Aim of the exercise: Below are the records; repeat them in full, exactly.

Stored data entries:
__________

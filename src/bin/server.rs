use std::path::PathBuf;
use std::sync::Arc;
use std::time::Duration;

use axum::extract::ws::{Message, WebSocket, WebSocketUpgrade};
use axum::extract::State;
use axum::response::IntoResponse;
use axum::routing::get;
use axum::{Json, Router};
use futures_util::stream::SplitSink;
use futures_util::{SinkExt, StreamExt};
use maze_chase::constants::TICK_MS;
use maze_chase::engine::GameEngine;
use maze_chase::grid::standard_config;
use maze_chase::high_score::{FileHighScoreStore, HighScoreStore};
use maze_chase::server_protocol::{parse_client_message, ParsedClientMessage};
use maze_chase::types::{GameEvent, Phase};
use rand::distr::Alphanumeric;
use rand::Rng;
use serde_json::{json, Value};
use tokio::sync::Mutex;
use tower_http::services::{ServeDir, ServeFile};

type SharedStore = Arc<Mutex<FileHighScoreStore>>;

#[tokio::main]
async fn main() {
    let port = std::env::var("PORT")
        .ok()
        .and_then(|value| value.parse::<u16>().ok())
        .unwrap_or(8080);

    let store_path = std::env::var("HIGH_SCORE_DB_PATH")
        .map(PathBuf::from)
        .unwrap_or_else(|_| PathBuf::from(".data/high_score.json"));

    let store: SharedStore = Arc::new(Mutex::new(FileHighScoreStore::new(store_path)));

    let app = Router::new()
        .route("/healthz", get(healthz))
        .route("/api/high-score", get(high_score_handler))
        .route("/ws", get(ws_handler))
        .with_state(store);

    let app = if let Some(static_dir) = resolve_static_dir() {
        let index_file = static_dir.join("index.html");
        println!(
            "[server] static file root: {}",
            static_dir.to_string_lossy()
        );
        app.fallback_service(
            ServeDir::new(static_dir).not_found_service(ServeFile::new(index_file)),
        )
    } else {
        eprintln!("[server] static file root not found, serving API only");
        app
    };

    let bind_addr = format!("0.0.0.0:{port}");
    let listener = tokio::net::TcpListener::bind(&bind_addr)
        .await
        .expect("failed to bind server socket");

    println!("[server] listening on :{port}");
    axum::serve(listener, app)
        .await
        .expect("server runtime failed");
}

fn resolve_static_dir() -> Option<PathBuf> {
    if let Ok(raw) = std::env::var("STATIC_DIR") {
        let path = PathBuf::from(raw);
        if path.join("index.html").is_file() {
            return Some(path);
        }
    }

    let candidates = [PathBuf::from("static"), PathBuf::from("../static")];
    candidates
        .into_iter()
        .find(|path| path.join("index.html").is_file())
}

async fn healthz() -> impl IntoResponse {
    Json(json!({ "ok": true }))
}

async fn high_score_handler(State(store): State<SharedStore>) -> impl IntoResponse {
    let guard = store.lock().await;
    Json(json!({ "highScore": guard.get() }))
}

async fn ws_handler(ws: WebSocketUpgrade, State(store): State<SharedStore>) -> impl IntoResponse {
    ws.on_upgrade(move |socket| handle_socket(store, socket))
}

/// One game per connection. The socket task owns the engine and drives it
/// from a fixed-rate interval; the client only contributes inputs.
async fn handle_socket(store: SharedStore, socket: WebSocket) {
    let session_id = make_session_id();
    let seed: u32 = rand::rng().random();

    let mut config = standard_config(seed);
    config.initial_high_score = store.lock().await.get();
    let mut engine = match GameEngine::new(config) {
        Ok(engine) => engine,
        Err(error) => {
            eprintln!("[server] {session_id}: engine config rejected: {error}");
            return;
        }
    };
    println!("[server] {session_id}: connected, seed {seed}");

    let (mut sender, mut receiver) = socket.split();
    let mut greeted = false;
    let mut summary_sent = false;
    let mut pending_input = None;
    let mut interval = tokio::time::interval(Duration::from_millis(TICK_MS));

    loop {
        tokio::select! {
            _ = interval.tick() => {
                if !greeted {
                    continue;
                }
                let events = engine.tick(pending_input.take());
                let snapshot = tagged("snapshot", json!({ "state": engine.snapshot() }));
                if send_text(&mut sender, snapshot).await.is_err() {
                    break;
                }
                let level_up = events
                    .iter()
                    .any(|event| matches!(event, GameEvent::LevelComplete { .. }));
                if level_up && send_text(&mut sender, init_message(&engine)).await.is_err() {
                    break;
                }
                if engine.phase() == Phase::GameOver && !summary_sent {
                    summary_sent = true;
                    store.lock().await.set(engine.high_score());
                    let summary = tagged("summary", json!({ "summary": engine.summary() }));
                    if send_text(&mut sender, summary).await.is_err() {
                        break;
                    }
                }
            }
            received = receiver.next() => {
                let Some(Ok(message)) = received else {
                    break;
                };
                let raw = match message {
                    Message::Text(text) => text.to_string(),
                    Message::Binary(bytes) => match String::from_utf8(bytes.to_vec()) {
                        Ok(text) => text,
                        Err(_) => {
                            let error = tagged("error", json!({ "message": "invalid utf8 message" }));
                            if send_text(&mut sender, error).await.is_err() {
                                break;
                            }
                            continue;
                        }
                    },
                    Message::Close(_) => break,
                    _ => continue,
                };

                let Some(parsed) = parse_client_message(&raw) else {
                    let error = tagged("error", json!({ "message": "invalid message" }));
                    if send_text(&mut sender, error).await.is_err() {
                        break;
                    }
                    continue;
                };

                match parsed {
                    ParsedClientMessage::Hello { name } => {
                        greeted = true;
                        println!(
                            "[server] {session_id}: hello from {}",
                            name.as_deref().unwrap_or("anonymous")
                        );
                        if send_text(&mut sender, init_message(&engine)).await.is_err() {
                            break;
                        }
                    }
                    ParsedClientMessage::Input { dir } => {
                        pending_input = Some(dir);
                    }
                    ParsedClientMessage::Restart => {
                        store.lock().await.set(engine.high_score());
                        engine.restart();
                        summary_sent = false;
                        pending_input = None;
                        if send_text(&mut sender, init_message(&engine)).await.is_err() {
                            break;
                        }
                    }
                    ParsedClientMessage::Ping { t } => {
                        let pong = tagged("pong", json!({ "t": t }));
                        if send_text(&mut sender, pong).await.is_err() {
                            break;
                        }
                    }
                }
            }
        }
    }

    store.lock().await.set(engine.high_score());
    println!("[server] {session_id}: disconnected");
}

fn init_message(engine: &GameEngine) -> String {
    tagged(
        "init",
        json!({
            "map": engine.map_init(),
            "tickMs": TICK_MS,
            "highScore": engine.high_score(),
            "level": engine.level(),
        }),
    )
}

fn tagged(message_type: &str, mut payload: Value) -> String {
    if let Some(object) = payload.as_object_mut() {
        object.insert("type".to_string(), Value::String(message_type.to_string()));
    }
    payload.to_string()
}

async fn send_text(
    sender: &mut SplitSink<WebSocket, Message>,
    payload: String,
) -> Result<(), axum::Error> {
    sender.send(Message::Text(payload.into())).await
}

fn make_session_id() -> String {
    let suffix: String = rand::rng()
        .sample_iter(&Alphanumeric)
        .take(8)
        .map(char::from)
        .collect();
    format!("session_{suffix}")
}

__________

Answer section:
filename src/bin/server.rs
use std::path::PathBuf;
use std::sync::Arc;
use std::time::Duration;

use axum::extract::ws::{Message, WebSocket, WebSocketUpgrade};
use axum::extract::State;
use axum::response::IntoResponse;
use axum::routing::get;
use axum::{Json, Router};
use futures_util::stream::SplitSink;
use futures_util::{SinkExt, StreamExt};
use maze_chase::constants::TICK_MS;
use maze_chase::engine::GameEngine;
use maze_chase::grid::standard_config;
use maze_chase::high_score::{FileHighScoreStore, HighScoreStore};
use maze_chase::server_protocol::{parse_client_message, ParsedClientMessage};
use maze_chase::types::{GameEvent, Phase};
use rand::distr::Alphanumeric;
use rand::Rng;
use serde_json::{json, Value};
use tokio::sync::Mutex;
use tower_http::services::{ServeDir, ServeFile};

type SharedStore = Arc<Mutex<FileHighScoreStore>>;

#[tokio::main]
async fn main() {
    let port = std::env::var("PORT")
        .ok()
        .and_then(|value| value.parse::<u16>().ok())
        .unwrap_or(8080);

    let store_path = std::env::var("HIGH_SCORE_DB_PATH")
        .map(PathBuf::from)
        .unwrap_or_else(|_| PathBuf::from(".data/high_score.json"));

    let store: SharedStore = Arc::new(Mutex::new(FileHighScoreStore::new(store_path)));

    let app = Router::new()
        .route("/healthz", get(healthz))
        .route("/api/high-score", get(high_score_handler))
        .route("/ws", get(ws_handler))
        .with_state(store);

    let app = if let Some(static_dir) = resolve_static_dir() {
        let index_file = static_dir.join("index.html");
        println!(
            "[server] static file root: {}",
            static_dir.to_string_lossy()
        );
        app.fallback_service(
            ServeDir::new(static_dir).not_found_service(ServeFile::new(index_file)),
        )
    } else {
        eprintln!("[server] static file root not found, serving API only");
        app
    };

    let bind_addr = format!("0.0.0.0:{port}");
    let listener = tokio::net::TcpListener::bind(&bind_addr)
        .await
        .expect("failed to bind server socket");

    println!("[server] listening on :{port}");
    axum::serve(listener, app)
        .await
        .expect("server runtime failed");
}

fn resolve_static_dir() -> Option<PathBuf> {
    if let Ok(raw) = std::env::var("STATIC_DIR") {
        let path = PathBuf::from(raw);
        if path.join("index.html").is_file() {
            return Some(path);
        }
    }

    let candidates = [PathBuf::from("static"), PathBuf::from("../static")];
    candidates
        .into_iter()
        .find(|path| path.join("index.html").is_file())
}

async fn healthz() -> impl IntoResponse {
    Json(json!({ "ok": true }))
}

async fn high_score_handler(State(store): State<SharedStore>) -> impl IntoResponse {
    let guard = store.lock().await;
    Json(json!({ "highScore": guard.get() }))
}

async fn ws_handler(ws: WebSocketUpgrade, State(store): State<SharedStore>) -> impl IntoResponse {
    ws.on_upgrade(move |socket| handle_socket(store, socket))
}

/// One game per connection. The socket task owns the engine and drives it
/// from a fixed-rate interval; the client only contributes inputs.
async fn handle_socket(store: SharedStore, socket: WebSocket) {
    let session_id = make_session_id();
    let seed: u32 = rand::rng().random();

    let mut config = standard_config(seed);
    config.initial_high_score = store.lock().await.get();
    let mut engine = match GameEngine::new(config) {
        Ok(engine) => engine,
        Err(error) => {
            eprintln!("[server] {session_id}: engine config rejected: {error}");
            return;
        }
    };
    println!("[server] {session_id}: connected, seed {seed}");

    let (mut sender, mut receiver) = socket.split();
    let mut greeted = false;
    let mut summary_sent = false;
    let mut pending_input = None;
    let mut interval = tokio::time::interval(Duration::from_millis(TICK_MS));

    loop {
        tokio::select! {
            _ = interval.tick() => {
                if !greeted {
                    continue;
                }
                let events = engine.tick(pending_input.take());
                let snapshot = tagged("snapshot", json!({ "state": engine.snapshot() }));
                if send_text(&mut sender, snapshot).await.is_err() {
                    break;
                }
                let level_up = events
                    .iter()
                    .any(|event| matches!(event, GameEvent::LevelComplete { .. }));
                if level_up && send_text(&mut sender, init_message(&engine)).await.is_err() {
                    break;
                }
                if engine.phase() == Phase::GameOver && !summary_sent {
                    summary_sent = true;
                    store.lock().await.set(engine.high_score());
                    let summary = tagged("summary", json!({ "summary": engine.summary() }));
                    if send_text(&mut sender, summary).await.is_err() {
                        break;
                    }
                }
            }
            received = receiver.next() => {
                let Some(Ok(message)) = received else {
                    break;
                };
                let raw = match message {
                    Message::Text(text) => text.to_string(),
                    Message::Binary(bytes) => match String::from_utf8(bytes.to_vec()) {
                        Ok(text) => text,
                        Err(_) => {
                            let error = tagged("error", json!({ "message": "invalid utf8 message" }));
                            if send_text(&mut sender, error).await.is_err() {
                                break;
                            }
                            continue;
                        }
                    },
                    Message::Close(_) => break,
                    _ => continue,
                };

                let Some(parsed) = parse_client_message(&raw) else {
                    let error = tagged("error", json!({ "message": "invalid message" }));
                    if send_text(&mut sender, error).await.is_err() {
                        break;
                    }
                    continue;
                };

                match parsed {
                    ParsedClientMessage::Hello { name } => {
                        greeted = true;
                        println!(
                            "[server] {session_id}: hello from {}",
                            name.as_deref().unwrap_or("anonymous")
                        );
                        if send_text(&mut sender, init_message(&engine)).await.is_err() {
                            break;
                        }
                    }
                    ParsedClientMessage::Input { dir } => {
                        pending_input = Some(dir);
                    }
                    ParsedClientMessage::Restart => {
                        store.lock().await.set(engine.high_score());
                        engine.restart();
                        summary_sent = false;
                        pending_input = None;
                        if send_text(&mut sender, init_message(&engine)).await.is_err() {
                            break;
                        }
                    }
                    ParsedClientMessage::Ping { t } => {
                        let pong = tagged("pong", json!({ "t": t }));
                        if send_text(&mut sender, pong).await.is_err() {
                            break;
                        }
                    }
                }
            }
        }
    }

    store.lock().await.set(engine.high_score());
    println!("[server] {session_id}: disconnected");
}

fn init_message(engine: &GameEngine) -> String {
    tagged(
        "init",
        json!({
            "map": engine.map_init(),
            "tickMs": TICK_MS,
            "highScore": engine.high_score(),
            "level": engine.level(),
        }),
    )
}

fn tagged(message_type: &str, mut payload: Value) -> String {
    if let Some(object) = payload.as_object_mut() {
        object.insert("type".to_string(), Value::String(message_type.to_string()));
    }
    payload.to_string()
}

async fn send_text(
    sender: &mut SplitSink<WebSocket, Message>,
    payload: String,
) -> Result<(), axum::Error> {
    sender.send(Message::Text(payload.into())).await
}

fn make_session_id() -> String {
    let suffix: String = rand::rng()
        .sample_iter(&Alphanumeric)
        .take(8)
        .map(char::from)
        .collect();
    format!("session_{suffix}")
}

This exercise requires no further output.